▶ _Stored data_
————

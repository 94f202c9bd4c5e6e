// Copyright (C) 2026 Fred Clausen
// Use of this source code is governed by an MIT-style
// license that can be found in the LICENSE file or at
// https://opensource.org/licenses/MIT.

//! Backend initialization tests.
//!
//! Every other persistence test opens its own store through
//! `Persistence::new_in_memory()`, so connection setup and migrations are
//! exercised throughout. These tests pin down isolation, foreign keys and
//! the capability value carried by the handle.

use shiftboard_domain::{ScheduleId, StoreCapabilities};

use crate::error::PersistenceError;
use crate::{Persistence, ScheduleData};

#[test]
fn test_persistence_initialization() {
    let result: Result<Persistence, PersistenceError> = Persistence::new_in_memory();
    assert!(result.is_ok());
}

#[test]
fn test_multiple_in_memory_instances_are_isolated() {
    let mut db1: Persistence = Persistence::new_in_memory().unwrap();
    let mut db2: Persistence = Persistence::new_in_memory().unwrap();

    let schedule_id: ScheduleId = db1.create_schedule("North").unwrap();

    let seen: Option<ScheduleData> = db1.get_schedule(schedule_id).unwrap();
    assert_eq!(seen.map(|s| s.name), Some(String::from("North")));
    assert!(db2.get_schedule(schedule_id).unwrap().is_none());
}

#[test]
fn test_foreign_key_enforcement_is_enabled() {
    let mut persistence: Persistence = Persistence::new_in_memory().unwrap();
    assert!(persistence.verify_foreign_key_enforcement().is_ok());
}

#[test]
fn test_capabilities_default_to_full() {
    let persistence: Persistence = Persistence::new_in_memory().unwrap();
    assert_eq!(persistence.capabilities(), StoreCapabilities::full());
}

#[test]
fn test_with_capabilities_replaces_descriptor() {
    let limited: StoreCapabilities = StoreCapabilities {
        supports_shift_versioning: false,
        supports_event_scoping: false,
        supports_custom_event_colors: true,
    };
    let persistence: Persistence = Persistence::new_in_memory()
        .unwrap()
        .with_capabilities(limited);
    assert_eq!(persistence.capabilities(), limited);
}

#[test]
fn test_file_database_initializes() {
    let path: std::path::PathBuf = std::env::temp_dir().join(format!(
        "shiftboard_init_test_{}.db",
        std::process::id()
    ));
    let _ = std::fs::remove_file(&path);

    let mut persistence: Persistence = Persistence::new_with_file(&path).unwrap();
    let schedule_id: ScheduleId = persistence.create_schedule("File").unwrap();
    assert!(persistence.get_schedule(schedule_id).unwrap().is_some());

    drop(persistence);
    let _ = std::fs::remove_file(&path);
}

————

▶ _EXERCISE DIRECTIONS_
Give back the entries above exactly as they are, from their first line through the line that contains "foreign keys and", both included, with nothing else.

▶ _FINISHED EXERCISE_
repository 94f202c9bd4c5e6e
// Copyright (C) 2026 Fred Clausen
// Use of this source code is governed by an MIT-style
// license that can be found in the LICENSE file or at
// https://opensource.org/licenses/MIT.

//! Backend initialization tests.
//!
//! Every other persistence test opens its own store through
//! `Persistence::new_in_memory()`, so connection setup and migrations are
//! exercised throughout. These tests pin down isolation, foreign keys and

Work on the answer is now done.